Transport urbain : la suspension de Yango relance le débat sur la régulation du numérique au Cameroun
Le ministère des Transports a décidé de suspendre les activités de transport public de personnes opérées via la plateforme numérique Yango au Cameroun.
Une décision qui marque un tournant dans les relations entre les autorités publiques et les acteurs du transport urbain digitalisé, alors que la plateforme s’était progressivement imposée dans les grandes villes comme Douala et Yaoundé. Dans un communiqué officiel signé par le ministre des Transports, Jean Ernest Masséna Ngallè Bibéhè, le gouvernement justifie cette mesure par le non-respect de la réglementation nationale encadrant les professions de transporteur routier et des auxiliaires de transport. Les autorités indiquent que cette suspension intervient après des mises en demeure adressées aux responsables de la plateforme ainsi que plusieurs réunions d’évaluation tenues au ministère.

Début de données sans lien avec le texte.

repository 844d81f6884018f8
use std::collections::BTreeMap;

use lopdf::{self, content::Content};

use crate::OutlineError;

/// A page identifier mirroring `lopdf::ObjectId`: (object number, generation number).
pub type PageId = (u32, u16);

/// Font information extracted from a page's resource dictionary.
#[derive(Debug, Clone)]
pub struct FontInfo {
    /// The resource-dictionary key (e.g. `b"F1"`).
    pub name: Vec<u8>,
    /// Base font name from the font dictionary, if present.
    pub base_font: Option<String>,
    /// Encoding entry from the font dictionary, if present.
    pub encoding: Option<String>,
}

/// A simplified, lopdf-independent representation of a PDF value.
///
/// Decouples the span collector from the concrete `lopdf::Object` type so
/// the text state machine can be driven by pure data in tests.
#[derive(Debug, Clone, PartialEq)]
pub enum PdfValue {
    Null,
    Bool(bool),
    Integer(i64),
    Real(f64),
    Name(Vec<u8>),
    Str(Vec<u8>),
    Array(Vec<PdfValue>),
}

impl PdfValue {
    /// Extract a number, accepting both `Integer` and `Real`.
    pub fn as_number(&self) -> Option<f64> {
        match self {
            PdfValue::Integer(i) => Some(*i as f64),
            PdfValue::Real(f) => Some(*f),
            _ => None,
        }
    }
}

/// A single content-stream operation (operator + operands).
#[derive(Debug, Clone)]
pub struct ContentOp {
    pub operator: String,
    pub operands: Vec<PdfValue>,
}

fn convert_object(obj: &lopdf::Object) -> PdfValue {
    match obj {
        lopdf::Object::Boolean(b) => PdfValue::Bool(*b),
        lopdf::Object::Integer(i) => PdfValue::Integer(*i),
        lopdf::Object::Real(f) => PdfValue::Real(*f as f64),
        lopdf::Object::Name(n) => PdfValue::Name(n.clone()),
        lopdf::Object::String(s, _) => PdfValue::Str(s.clone()),
        lopdf::Object::Array(arr) => PdfValue::Array(arr.iter().map(convert_object).collect()),
        _ => PdfValue::Null,
    }
}

/// Best-effort decoding of raw PDF string bytes into a Rust `String`.
///
/// Tries, in order: UTF-16BE with BOM (`\xFE\xFF` prefix), valid UTF-8, and
/// finally Latin-1 with each byte mapped to its code point.
pub fn decode_text_simple(bytes: &[u8]) -> String {
    if bytes.len() >= 2 && bytes[0] == 0xFE && bytes[1] == 0xFF {
        let units: Vec<u16> = bytes[2..]
            .chunks_exact(2)
            .map(|c| u16::from_be_bytes([c[0], c[1]]))
            .collect();
        return String::from_utf16_lossy(&units);
    }

    if let Ok(s) = std::str::from_utf8(bytes) {
        return s.to_string();
    }

    bytes.iter().map(|&b| b as char).collect()
}

/// Abstraction over a PDF parsing backend (currently backed by `lopdf`).
///
/// Exists so the span collector can be tested against mock implementations
/// without constructing real PDF byte streams.
pub trait PdfBackend {
    /// Mapping from 1-based page number to [`PageId`].
    fn pages(&self) -> BTreeMap<u32, PageId>;

    /// Page dimensions `(width, height)` in points.
    fn page_size(&self, page: PageId) -> Result<(f64, f64), OutlineError>;

    /// Font information for every font referenced by the given page.
    fn page_fonts(&self, page: PageId) -> Result<Vec<FontInfo>, OutlineError>;

    /// The page's content stream decoded into a sequence of [`ContentOp`]s.
    fn page_ops(&self, page: PageId) -> Result<Vec<ContentOp>, OutlineError>;

    /// Decode raw string bytes from a text-showing operator, using any
    /// font-specific encoding information available for the page.
    fn decode_text(&self, page: PageId, font_name: &[u8], bytes: &[u8]) -> String;
}

/// Concrete [`PdfBackend`] implementation backed by [`lopdf::Document`].
pub struct LopdfBackend {
    doc: lopdf::Document,
}

impl LopdfBackend {
    /// Parse a PDF from an in-memory byte slice.
    pub fn load_bytes(data: &[u8]) -> Result<Self, OutlineError> {
        let doc =
            lopdf::Document::load_mem(data).map_err(|e| OutlineError::Parse(e.to_string()))?;

        if doc.is_encrypted() {
            return Err(OutlineError::Encrypted);
        }

        Ok(Self { doc })
    }

    /// Total number of pages in the document.
    pub fn page_count(&self) -> usize {
        self.doc.get_pages().len()
    }

    /// Walk up the page tree to find the MediaBox array.
    fn find_media_box(&self, dict: &lopdf::Dictionary) -> Option<Vec<lopdf::Object>> {
        if let Ok(obj) = dict.get(b"MediaBox") {
            match obj {
                lopdf::Object::Array(arr) => return Some(arr.clone()),
                lopdf::Object::Reference(id) => {
                    if let Ok(arr) = self.doc.get_object(*id).and_then(|o| o.as_array()) {
                        return Some(arr.clone());
                    }
                }
                _ => {}
            }
        }

        let parent = dict
            .get(b"Parent")
            .ok()
            .and_then(|o| o.as_reference().ok())
            .and_then(|id| self.doc.get_object(id).ok())
            .and_then(|o| o.as_dict().ok())?;
        self.find_media_box(parent)
    }

    /// Look up the encoding name for a font on a page.
    fn font_encoding_name(&self, page: PageId, font_name: &[u8]) -> Option<String> {
        let fonts = self.doc.get_page_fonts(page).ok()?;
        let font_dict = fonts.get(font_name)?;
        match font_dict.get(b"Encoding").ok()? {
            lopdf::Object::Name(name) => Some(String::from_utf8_lossy(name).into_owned()),
            _ => None,
        }
    }
}

impl PdfBackend for LopdfBackend {
    fn pages(&self) -> BTreeMap<u32, PageId> {
        self.doc.get_pages()
    }

    fn page_size(&self, page: PageId) -> Result<(f64, f64), OutlineError> {
        let page_dict = self
            .doc
            .get_object(page)
            .and_then(|o| o.as_dict())
            .map_err(|e| OutlineError::Parse(format!("cannot read page object: {}", e)))?;

        let media_box = self
            .find_media_box(page_dict)
            .ok_or_else(|| OutlineError::Parse("MediaBox not found for page".into()))?;

        let nums: Vec<f64> = media_box
            .iter()
            .filter_map(|obj| match obj {
                lopdf::Object::Integer(i) => Some(*i as f64),
                lopdf::Object::Real(f) => Some(*f as f64),
                _ => None,
            })
            .collect();
        if nums.len() < 4 {
            return Err(OutlineError::Parse(format!(
                "MediaBox has {} numeric elements, expected 4",
                nums.len()
            )));
        }

        Ok((nums[2] - nums[0], nums[3] - nums[1]))
    }

    fn page_fonts(&self, page: PageId) -> Result<Vec<FontInfo>, OutlineError> {
        let fonts_map = self
            .doc
            .get_page_fonts(page)
            .map_err(|e| OutlineError::Parse(format!("cannot get page fonts: {}", e)))?;

        let mut result = Vec::with_capacity(fonts_map.len());
        for (name, dict) in &fonts_map {
            let base_font = dict
                .get(b"BaseFont")
                .ok()
                .and_then(|o| o.as_name().ok())
                .map(|n| String::from_utf8_lossy(n).into_owned());

            let encoding = dict.get(b"Encoding").ok().and_then(|o| match o {
                lopdf::Object::Name(n) => Some(String::from_utf8_lossy(n).into_owned()),
                _ => None,
            });

            result.push(FontInfo {
                name: name.clone(),
                base_font,
                encoding,
            });
        }

        Ok(result)
    }

    fn page_ops(&self, page: PageId) -> Result<Vec<ContentOp>, OutlineError> {
        let raw = self
            .doc
            .get_page_content(page)
            .map_err(|e| OutlineError::Parse(format!("cannot get page content: {}", e)))?;

        let content = Content::decode(&raw)
            .map_err(|e| OutlineError::Parse(format!("content stream decode error: {}", e)))?;

        Ok(content
            .operations
            .into_iter()
            .map(|op| ContentOp {
                operator: op.operator,
                operands: op.operands.iter().map(convert_object).collect(),
            })
            .collect())
    }

    fn decode_text(&self, page: PageId, font_name: &[u8], bytes: &[u8]) -> String {
        // Identity-H / Identity-V fonts typically use 2-byte CID codes that
        // map to Unicode, so try UTF-16BE first for those.
        if let Some(enc) = self.font_encoding_name(page, font_name) {
            if enc.contains("Identity") && bytes.len() >= 2 && bytes.len() % 2 == 0 {
                let units: Vec<u16> = bytes
                    .chunks_exact(2)
                    .map(|c| u16::from_be_bytes([c[0], c[1]]))
                    .collect();
                let decoded = String::from_utf16_lossy(&units);
                if !decoded.is_empty() && !decoded.chars().all(|c| c == '\u{FFFD}' || c == '\0') {
                    return decoded;
                }
            }
        }

        decode_text_simple(bytes)
    }
}
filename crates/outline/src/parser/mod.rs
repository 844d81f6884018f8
pub mod backend;
pub mod layout;
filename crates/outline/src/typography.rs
//! Document-wide and per-page font-size statistics.

use std::collections::BTreeMap;

use crate::types::TextLine;

/// Threshold reported for a document with no text at all.
pub const EMPTY_DOC_THRESHOLD: f64 = 12.0;

/// Substitute size for a page with no lines; statistics for such a page are
/// computed from the singleton `[10.0]`.
pub const EMPTY_PAGE_FONT_SIZE: f64 = 10.0;

/// Default percentile for the global heading-size threshold.
pub const DEFAULT_PERCENTILE: f64 = 0.90;

/// Font-size statistics for one page.
#[derive(Debug, Clone, Copy, PartialEq)]
pub struct PageTypographyProfile {
    pub page: u32,
    pub median_font_size: f64,
    pub max_font_size: f64,
    pub stddev_font_size: f64,
}

impl PageTypographyProfile {
    fn from_sizes(page: u32, mut sizes: Vec<f64>) -> Self {
        if sizes.is_empty() {
            sizes.push(EMPTY_PAGE_FONT_SIZE);
        }
        sizes.sort_by(|a, b| a.partial_cmp(b).unwrap_or(std::cmp::Ordering::Equal));

        let median_font_size = quantile(&sizes, 0.5);
        let max_font_size = *sizes.last().unwrap();
        let mean = sizes.iter().sum::<f64>() / sizes.len() as f64;
        let variance = sizes.iter().map(|s| (s - mean).powi(2)).sum::<f64>() / sizes.len() as f64;

        Self {
            page,
            median_font_size,
            max_font_size,
            stddev_font_size: variance.sqrt(),
        }
    }
}

/// The global threshold plus one [`PageTypographyProfile`] per page.
#[derive(Debug, Clone)]
pub struct TypographyProfile {
    /// High-percentile font size across the whole document. Heading
    /// candidates below this size are rejected downstream.
    pub threshold: f64,
    pages: BTreeMap<u32, PageTypographyProfile>,
}

impl TypographyProfile {
    /// Compute statistics from the collected lines.
    ///
    /// `page_numbers` is the full 1-based page list of the document, so
    /// pages without any text still get a (default-size) profile.
    pub fn build(lines: &[TextLine], page_numbers: &[u32], percentile: f64) -> Self {
        let mut all_sizes: Vec<f64> = lines.iter().map(|l| l.font_size).collect();
        all_sizes.sort_by(|a, b| a.partial_cmp(b).unwrap_or(std::cmp::Ordering::Equal));

        let threshold = if all_sizes.is_empty() {
            EMPTY_DOC_THRESHOLD
        } else {
            quantile(&all_sizes, percentile)
        };

        let mut by_page: BTreeMap<u32, Vec<f64>> = BTreeMap::new();
        for &page in page_numbers {
            by_page.entry(page).or_default();
        }
        for line in lines {
            by_page.entry(line.page).or_default().push(line.font_size);
        }

        let pages = by_page
            .into_iter()
            .map(|(page, sizes)| (page, PageTypographyProfile::from_sizes(page, sizes)))
            .collect();

        Self { threshold, pages }
    }

    /// Profile for a page; pages unknown to the profiler report the
    /// empty-page defaults.
    pub fn page(&self, page: u32) -> PageTypographyProfile {
        self.pages
            .get(&page)
            .copied()
            .unwrap_or_else(|| PageTypographyProfile::from_sizes(page, Vec::new()))
    }
}

/// Linear-interpolation quantile over an already-sorted slice.
fn quantile(sorted: &[f64], q: f64) -> f64 {
    debug_assert!(!sorted.is_empty());
    let pos = q.clamp(0.0, 1.0) * (sorted.len() - 1) as f64;
    let lo = pos.floor() as usize;
    let hi = pos.ceil() as usize;
    if lo == hi {
        sorted[lo]
    } else {
        let frac = pos - lo as f64;
        sorted[lo] * (1.0 - frac) + sorted[hi] * frac
    }
}
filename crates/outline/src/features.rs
//! Per-line feature engineering for the heading classifier.
//!
//! The encoder produces exactly the named fields below; rows are assembled
//! in whatever order the classifier's schema declares. Any schema name the
//! encoder cannot produce, or a field-count mismatch, is a contract
//! violation and aborts the document.

use ndarray::Array2;

use crate::typography::{PageTypographyProfile, TypographyProfile};
use crate::types::TextLine;
use crate::OutlineError;

/// Every feature the encoder knows how to produce.
pub const FEATURE_NAMES: [&str; 13] = [
    "font_size",
    "is_bold",
    "is_italic",
    "is_centered",
    "x0",
    "y0",
    "page",
    "font_size_ratio",
    "font_size_zscore",
    "font_percentile",
    "line_position",
    "char_count",
    "word_count",
];

/// Guard against division by a zero page median.
const MEDIAN_EPSILON: f64 = 1e-3;

/// Substitute for a zero standard deviation in the z-score.
const STDDEV_EPSILON: f64 = 1e-5;

fn feature_value(line: &TextLine, profile: &PageTypographyProfile, name: &str) -> Option<f64> {
    let value = match name {
        "font_size" => line.font_size,
        "is_bold" => line.is_bold as u8 as f64,
        "is_italic" => line.is_italic as u8 as f64,
        "is_centered" => line.is_centered as u8 as f64,
        "x0" => line.x0,
        "y0" => line.y0,
        "page" => line.page as f64,
        "font_size_ratio" => line.font_size / profile.median_font_size.max(MEDIAN_EPSILON),
        "font_size_zscore" => {
            let std = if profile.stddev_font_size == 0.0 {
                STDDEV_EPSILON
            } else {
                profile.stddev_font_size
            };
            (line.font_size - profile.median_font_size) / std
        }
        "font_percentile" => {
            if profile.max_font_size != 0.0 {
                line.font_size / profile.max_font_size
            } else {
                0.0
            }
        }
        "line_position" => line.y0 / line.page_height,
        "char_count" => line.char_count() as f64,
        "word_count" => line.word_count() as f64,
        _ => return None,
    };
    Some(value)
}

/// Verify the classifier's declared schema against the encoder's fields.
///
/// Fails with [`OutlineError::SchemaMismatch`] on a count mismatch or on any
/// name the encoder does not produce. Padding or truncating is never done.
pub fn check_schema(schema: &[String]) -> Result<(), OutlineError> {
    if schema.len() != FEATURE_NAMES.len() {
        return Err(OutlineError::SchemaMismatch(format!(
            "classifier expects {} features, encoder produces {}",
            schema.len(),
            FEATURE_NAMES.len()
        )));
    }
    for name in schema {
        if !FEATURE_NAMES.contains(&name.as_str()) {
            return Err(OutlineError::SchemaMismatch(format!(
                "classifier expects unknown feature \"{}\"",
                name
            )));
        }
    }
    Ok(())
}

/// Encode every line into one row of the feature matrix, columns ordered by
/// the classifier's declared `schema`.
pub fn encode_features(
    lines: &[TextLine],
    typography: &TypographyProfile,
    schema: &[String],
) -> Result<Array2<f64>, OutlineError> {
    check_schema(schema)?;

    let mut matrix = Array2::zeros((lines.len(), schema.len()));
    for (row, line) in lines.iter().enumerate() {
        let profile = typography.page(line.page);
        for (col, name) in schema.iter().enumerate() {
            // check_schema guarantees every name resolves.
            matrix[[row, col]] = feature_value(line, &profile, name)
                .ok_or_else(|| OutlineError::SchemaMismatch(format!("unknown feature {}", name)))?;
        }
    }

    Ok(matrix)
}

#[cfg(test)]
mod tests {
    use super::*;

    fn default_schema() -> Vec<String> {
        FEATURE_NAMES.iter().map(|s| s.to_string()).collect()
    }

    fn sample_line() -> TextLine {
        TextLine {
            text: "1. Introduction".to_string(),
            font_size: 18.0,
            is_bold: true,
            is_italic: false,
            is_centered: true,
            page: 2,
            x0: 72.0,
            y0: 99.0,
            y1: 117.0,
            gap_above: 24.0,
            page_width: 612.0,
            page_height: 792.0,
        }
    }

    fn profile_with(median: f64, max: f64, std: f64) -> TypographyProfile {
        // Build a profile whose page 2 statistics are exactly as requested.
        let sizes = match (median, max, std) {
            (10.0, 18.0, _) => vec![10.0, 10.0, 10.0, 18.0],
            _ => vec![median],
        };
        let lines: Vec<TextLine> = sizes
            .into_iter()
            .map(|s| {
                let mut l = sample_line();
                l.font_size = s;
                l
            })
            .collect();
        TypographyProfile::build(&lines, &[2], 0.90)
    }

    #[test]
    fn encodes_fields_in_schema_order() {
        let typography = profile_with(10.0, 18.0, 0.0);
        let matrix = encode_features(&[sample_line()], &typography, &default_schema()).unwrap();

        assert_eq!(matrix.shape(), &[1, 13]);
        assert_eq!(matrix[[0, 0]], 18.0); // font_size
        assert_eq!(matrix[[0, 1]], 1.0); // is_bold
        assert_eq!(matrix[[0, 2]], 0.0); // is_italic
        assert_eq!(matrix[[0, 3]], 1.0); // is_centered
        assert_eq!(matrix[[0, 4]], 72.0); // x0
        assert_eq!(matrix[[0, 5]], 99.0); // y0
        assert_eq!(matrix[[0, 6]], 2.0); // page
        assert!((matrix[[0, 7]] - 1.8).abs() < 1e-9); // ratio vs median 10
        assert!(matrix[[0, 8]] > 0.0); // zscore
        assert!((matrix[[0, 9]] - 1.0).abs() < 1e-9); // percentile: 18/18
        assert!((matrix[[0, 10]] - 99.0 / 792.0).abs() < 1e-9); // line_position
        assert_eq!(matrix[[0, 11]], 15.0); // char_count
        assert_eq!(matrix[[0, 12]], 2.0); // word_count
    }

    #[test]
    fn schema_order_controls_column_order() {
        let typography = profile_with(10.0, 18.0, 0.0);
        let mut schema = default_schema();
        schema.reverse();
        let matrix = encode_features(&[sample_line()], &typography, &schema).unwrap();

        assert_eq!(matrix[[0, 12]], 18.0); // font_size now last
        assert_eq!(matrix[[0, 0]], 2.0); // word_count now first
    }

    #[test]
    fn zero_stddev_uses_epsilon_not_nan() {
        // Single-size page: std 0, median == font_size => zscore 0 via epsilon.
        let typography = profile_with(18.0, 18.0, 0.0);
        let matrix = encode_features(&[sample_line()], &typography, &default_schema()).unwrap();
        let zscore_col = default_schema()
            .iter()
            .position(|n| n == "font_size_zscore")
            .unwrap();
        assert!(matrix[[0, zscore_col]].is_finite());
        assert_eq!(matrix[[0, zscore_col]], 0.0);
    }

    #[test]
    fn count_mismatch_is_schema_error() {
        let typography = profile_with(10.0, 18.0, 0.0);
        let schema: Vec<String> = default_schema().into_iter().take(5).collect();
        let err = encode_features(&[sample_line()], &typography, &schema).unwrap_err();
        assert!(matches!(err, OutlineError::SchemaMismatch(_)));
    }

    #[test]
    fn unknown_field_is_schema_error() {
        let typography = profile_with(10.0, 18.0, 0.0);
        let mut schema = default_schema();
        schema[3] = "embedding_norm".to_string();
        let err = encode_features(&[sample_line()], &typography, &schema).unwrap_err();
        assert!(matches!(err, OutlineError::SchemaMismatch(_)));
    }

    #[test]
    fn empty_input_encodes_to_empty_matrix() {
        let typography = TypographyProfile::build(&[], &[], 0.90);
        let matrix = encode_features(&[], &typography, &default_schema()).unwrap();
        assert_eq!(matrix.shape(), &[0, 13]);
    }
}
#![allow(unused)]

use crate::prelude::*;
use clap::Parser;

mod extract;
mod prelude;

#[derive(Debug, clap::Parser)]
#[command(
    author,
    version,
    about,
    long_about = "Extract structural outlines (title + H1/H2/H3 headings with page numbers) from PDF documents"
)]
pub struct App {
    #[command(subcommand)]
    pub command: SubCommands,

    #[clap(flatten)]
    global: Global,
}

#[derive(Debug, Clone, clap::Args)]
pub struct Global {
    /// Path to a trained classifier artifact (JSON). When omitted, the
    /// built-in font-size ranking model is used.
    #[clap(long, env = "PDFTOC_MODEL", global = true)]
    model: Option<std::path::PathBuf>,

    /// Percentile of the document's font sizes used as the heading-size floor.
    #[clap(long, env = "PDFTOC_PERCENTILE", global = true, default_value_t = outline::DEFAULT_PERCENTILE)]
    percentile: f64,
}

#[derive(Debug, clap::Parser)]
pub enum SubCommands {
    /// Process every PDF in a directory, writing one JSON outline each
    Extract(crate::extract::BatchApp),

    /// Print a single document's outline as JSON
    Outline(crate::extract::OutlineApp),
}

fn main() -> Result<()> {
    env_logger::init();
    color_eyre::install()?;

    let app = App::parse();

    match app.command {
        SubCommands::Extract(sub_app) => crate::extract::run_batch(sub_app, app.global),
        SubCommands::Outline(sub_app) => crate::extract::run_outline(sub_app, app.global),
    }
}
mod app;
mod catalog;
mod cli;
mod client;
mod config;
mod db;
mod http;
mod kv;
mod packs;
mod paths;
mod worker;

#[cfg(test)]
mod testutil;

use anyhow::Result;
use clap::Parser;

fn main() -> Result<()> {
    env_logger::Builder::from_env(env_logger::Env::default().default_filter_or("warn")).init();
    let cli = cli::Cli::parse();
    app::run(cli)
}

Selon le ministère, les activités de Yango resteront suspendues jusqu’à leur mise en conformité avec les textes en vigueur, notamment la loi du 23 juillet 2001 relative aux professions de transporteur routier ainsi que le décret d’octobre 2022 fixant les conditions d’accès à ces métiers. « La mise en demeure d’une période de deux mois pour se conformer aux obligations légales d’exercice de l’activité de transport par taxi de personnes opéré via les plateformes numériques », renseigne le document.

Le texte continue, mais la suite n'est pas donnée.